- _Task item_
Set down the full data below exactly as given, please.

[Saved entries]

·····

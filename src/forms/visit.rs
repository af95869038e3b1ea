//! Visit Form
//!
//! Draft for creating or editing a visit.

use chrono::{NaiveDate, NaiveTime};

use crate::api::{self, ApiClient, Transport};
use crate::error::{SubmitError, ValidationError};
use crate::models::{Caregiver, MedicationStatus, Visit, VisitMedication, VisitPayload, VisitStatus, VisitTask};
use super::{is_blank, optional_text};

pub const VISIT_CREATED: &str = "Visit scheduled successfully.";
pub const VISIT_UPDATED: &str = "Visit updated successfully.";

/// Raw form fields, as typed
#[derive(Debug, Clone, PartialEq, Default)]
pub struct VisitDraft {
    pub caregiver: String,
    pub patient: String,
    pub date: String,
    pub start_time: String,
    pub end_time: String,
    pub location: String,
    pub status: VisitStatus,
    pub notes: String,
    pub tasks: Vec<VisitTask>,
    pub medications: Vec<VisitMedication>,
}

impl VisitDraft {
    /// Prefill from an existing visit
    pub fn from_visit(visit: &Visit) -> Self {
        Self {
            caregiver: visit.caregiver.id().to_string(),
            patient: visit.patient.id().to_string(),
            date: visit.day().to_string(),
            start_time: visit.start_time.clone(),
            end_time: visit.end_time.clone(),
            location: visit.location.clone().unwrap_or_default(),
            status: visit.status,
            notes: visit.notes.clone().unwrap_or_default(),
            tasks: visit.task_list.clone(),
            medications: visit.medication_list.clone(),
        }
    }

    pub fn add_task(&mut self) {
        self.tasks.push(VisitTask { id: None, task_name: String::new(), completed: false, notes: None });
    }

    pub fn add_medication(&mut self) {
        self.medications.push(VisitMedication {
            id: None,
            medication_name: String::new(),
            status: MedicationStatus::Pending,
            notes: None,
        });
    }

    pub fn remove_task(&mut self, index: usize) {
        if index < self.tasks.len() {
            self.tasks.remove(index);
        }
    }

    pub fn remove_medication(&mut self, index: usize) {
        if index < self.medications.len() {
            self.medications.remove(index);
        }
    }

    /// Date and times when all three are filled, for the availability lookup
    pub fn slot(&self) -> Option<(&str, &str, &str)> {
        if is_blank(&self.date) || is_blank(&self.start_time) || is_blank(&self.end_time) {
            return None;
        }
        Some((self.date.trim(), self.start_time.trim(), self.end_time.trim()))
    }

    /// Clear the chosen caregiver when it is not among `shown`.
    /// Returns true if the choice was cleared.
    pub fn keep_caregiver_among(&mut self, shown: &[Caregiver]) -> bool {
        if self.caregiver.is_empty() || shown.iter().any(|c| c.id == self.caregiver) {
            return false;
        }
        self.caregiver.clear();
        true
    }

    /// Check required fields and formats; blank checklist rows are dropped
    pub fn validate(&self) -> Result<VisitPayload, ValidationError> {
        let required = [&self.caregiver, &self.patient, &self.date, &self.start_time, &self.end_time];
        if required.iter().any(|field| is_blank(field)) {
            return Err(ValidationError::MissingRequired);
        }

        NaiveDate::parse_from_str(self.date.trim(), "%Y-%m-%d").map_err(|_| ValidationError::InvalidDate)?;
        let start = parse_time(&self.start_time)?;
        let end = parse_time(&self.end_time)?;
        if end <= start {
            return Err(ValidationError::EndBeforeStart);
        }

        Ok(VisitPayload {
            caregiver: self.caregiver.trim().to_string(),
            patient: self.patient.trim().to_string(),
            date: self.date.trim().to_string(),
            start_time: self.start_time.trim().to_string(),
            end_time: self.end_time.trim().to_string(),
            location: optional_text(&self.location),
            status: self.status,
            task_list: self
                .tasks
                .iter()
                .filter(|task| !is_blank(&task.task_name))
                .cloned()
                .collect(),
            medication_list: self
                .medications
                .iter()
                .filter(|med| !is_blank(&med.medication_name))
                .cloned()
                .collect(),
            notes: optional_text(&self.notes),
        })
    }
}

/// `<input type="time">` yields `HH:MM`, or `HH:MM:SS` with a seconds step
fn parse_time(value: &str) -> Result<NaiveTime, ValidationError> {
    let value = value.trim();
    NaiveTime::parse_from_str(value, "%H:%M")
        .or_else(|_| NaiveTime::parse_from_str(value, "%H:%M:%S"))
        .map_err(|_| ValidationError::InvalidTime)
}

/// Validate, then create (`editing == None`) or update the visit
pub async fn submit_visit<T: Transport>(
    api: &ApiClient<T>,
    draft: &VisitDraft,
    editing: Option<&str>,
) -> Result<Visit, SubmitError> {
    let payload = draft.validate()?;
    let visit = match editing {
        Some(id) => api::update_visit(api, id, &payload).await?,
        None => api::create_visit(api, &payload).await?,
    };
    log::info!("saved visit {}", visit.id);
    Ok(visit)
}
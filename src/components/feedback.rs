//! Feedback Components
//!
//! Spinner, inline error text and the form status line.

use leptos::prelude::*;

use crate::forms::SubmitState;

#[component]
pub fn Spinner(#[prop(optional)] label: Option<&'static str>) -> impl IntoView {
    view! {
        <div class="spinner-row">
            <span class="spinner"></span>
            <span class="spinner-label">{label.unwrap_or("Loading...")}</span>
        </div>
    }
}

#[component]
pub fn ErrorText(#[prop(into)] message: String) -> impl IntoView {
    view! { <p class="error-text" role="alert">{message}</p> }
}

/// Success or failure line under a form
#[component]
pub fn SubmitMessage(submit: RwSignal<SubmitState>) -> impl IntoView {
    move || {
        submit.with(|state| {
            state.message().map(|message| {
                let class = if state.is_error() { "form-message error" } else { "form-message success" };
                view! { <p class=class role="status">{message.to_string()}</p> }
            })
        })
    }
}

·····

- _Exercise output_
filename src/forms/visit.rs
repository af95869038e3b1ea
//! Visit Form
//!
//! Draft for creating or editing a visit.

use chrono::{NaiveDate, NaiveTime};

use crate::api::{self, ApiClient, Transport};
use crate::error::{SubmitError, ValidationError};
use crate::models::{Caregiver, MedicationStatus, Visit, VisitMedication, VisitPayload, VisitStatus, VisitTask};
use super::{is_blank, optional_text};

pub const VISIT_CREATED: &str = "Visit scheduled successfully.";
pub const VISIT_UPDATED: &str = "Visit updated successfully.";

/// Raw form fields, as typed
#[derive(Debug, Clone, PartialEq, Default)]
pub struct VisitDraft {
    pub caregiver: String,
    pub patient: String,
    pub date: String,
    pub start_time: String,
    pub end_time: String,
    pub location: String,
    pub status: VisitStatus,
    pub notes: String,
    pub tasks: Vec<VisitTask>,
    pub medications: Vec<VisitMedication>,
}

impl VisitDraft {
    /// Prefill from an existing visit
    pub fn from_visit(visit: &Visit) -> Self {
        Self {
            caregiver: visit.caregiver.id().to_string(),
            patient: visit.patient.id().to_string(),
            date: visit.day().to_string(),
            start_time: visit.start_time.clone(),
            end_time: visit.end_time.clone(),
            location: visit.location.clone().unwrap_or_default(),
            status: visit.status,
            notes: visit.notes.clone().unwrap_or_default(),
            tasks: visit.task_list.clone(),
            medications: visit.medication_list.clone(),
        }
    }

    pub fn add_task(&mut self) {
        self.tasks.push(VisitTask { id: None, task_name: String::new(), completed: false, notes: None });
    }

    pub fn add_medication(&mut self) {
        self.medications.push(VisitMedication {
            id: None,
            medication_name: String::new(),
            status: MedicationStatus::Pending,
            notes: None,
        });
    }

    pub fn remove_task(&mut self, index: usize) {
        if index < self.tasks.len() {
            self.tasks.remove(index);
        }
    }

    pub fn remove_medication(&mut self, index: usize) {
        if index < self.medications.len() {
            self.medications.remove(index);
        }
    }

    /// Date and times when all three are filled, for the availability lookup
    pub fn slot(&self) -> Option<(&str, &str, &str)> {
        if is_blank(&self.date) || is_blank(&self.start_time) || is_blank(&self.end_time) {
            return None;
        }
        Some((self.date.trim(), self.start_time.trim(), self.end_time.trim()))
    }

    /// Clear the chosen caregiver when it is not among `shown`.
    /// Returns true if the choice was cleared.
    pub fn keep_caregiver_among(&mut self, shown: &[Caregiver]) -> bool {
        if self.caregiver.is_empty() || shown.iter().any(|c| c.id == self.caregiver) {
            return false;
        }
        self.caregiver.clear();
        true
    }

    /// Check required fields and formats; blank checklist rows are dropped
    pub fn validate(&self) -> Result<VisitPayload, ValidationError> {
        let required = [&self.caregiver, &self.patient, &self.date, &self.start_time, &self.end_time];
        if required.iter().any(|field| is_blank(field)) {
            return Err(ValidationError::MissingRequired);
        }

        NaiveDate::parse_from_str(self.date.trim(), "%Y-%m-%d").map_err(|_| ValidationError::InvalidDate)?;
        let start = parse_time(&self.start_time)?;
        let end = parse_time(&self.end_time)?;
        if end <= start {
            return Err(ValidationError::EndBeforeStart);
        }

        Ok(VisitPayload {
            caregiver: self.caregiver.trim().to_string(),
            patient: self.patient.trim().to_string(),
            date: self.date.trim().to_string(),
            start_time: self.start_time.trim().to_string(),
            end_time: self.end_time.trim().to_string(),
            location: optional_text(&self.location),
            status: self.status,
            task_list: self
                .tasks
                .iter()
                .filter(|task| !is_blank(&task.task_name))
                .cloned()
                .collect(),
            medication_list: self
                .medications
                .iter()
                .filter(|med| !is_blank(&med.medication_name))
                .cloned()
                .collect(),
            notes: optional_text(&self.notes),
        })
    }
}

/// `<input type="time">` yields `HH:MM`, or `HH:MM:SS` with a seconds step
fn parse_time(value: &str) -> Result<NaiveTime, ValidationError> {
    let value = value.trim();
    NaiveTime::parse_from_str(value, "%H:%M")
        .or_else(|_| NaiveTime::parse_from_str(value, "%H:%M:%S"))
        .map_err(|_| ValidationError::InvalidTime)
}

/// Validate, then create (`editing == None`) or update the visit
pub async fn submit_visit<T: Transport>(
    api: &ApiClient<T>,
    draft: &VisitDraft,
    editing: Option<&str>,
) -> Result<Visit, SubmitError> {
    let payload = draft.validate()?;
    let visit = match editing {
        Some(id) => api::update_visit(api, id, &payload).await?,
        None => api::create_visit(api, &payload).await?,
    };
    log::info!("saved visit {}", visit.id);
    Ok(visit)
}
filename src/components/feedback.rs
//! Feedback Components
//!
//! Spinner, inline error text and the form status line.

use leptos::prelude::*;

use crate::forms::SubmitState;

#[component]
pub fn Spinner(#[prop(optional)] label: Option<&'static str>) -> impl IntoView {
    view! {
        <div class="spinner-row">
            <span class="spinner"></span>
            <span class="spinner-label">{label.unwrap_or("Loading...")}</span>
        </div>
    }
}

#[component]
pub fn ErrorText(#[prop(into)] message: String) -> impl IntoView {
    view! { <p class="error-text" role="alert">{message}</p> }
}

/// Success or failure line under a form
#[component]
pub fn SubmitMessage(submit: RwSignal<SubmitState>) -> impl IntoView {
    move || {
        submit.with(|state| {
            state.message().map(|message| {
                let class = if state.is_error() { "form-message error" } else { "form-message success" };
                view! { <p class=class role="status">{message.to_string()}</p> }
            })
        })
    }
}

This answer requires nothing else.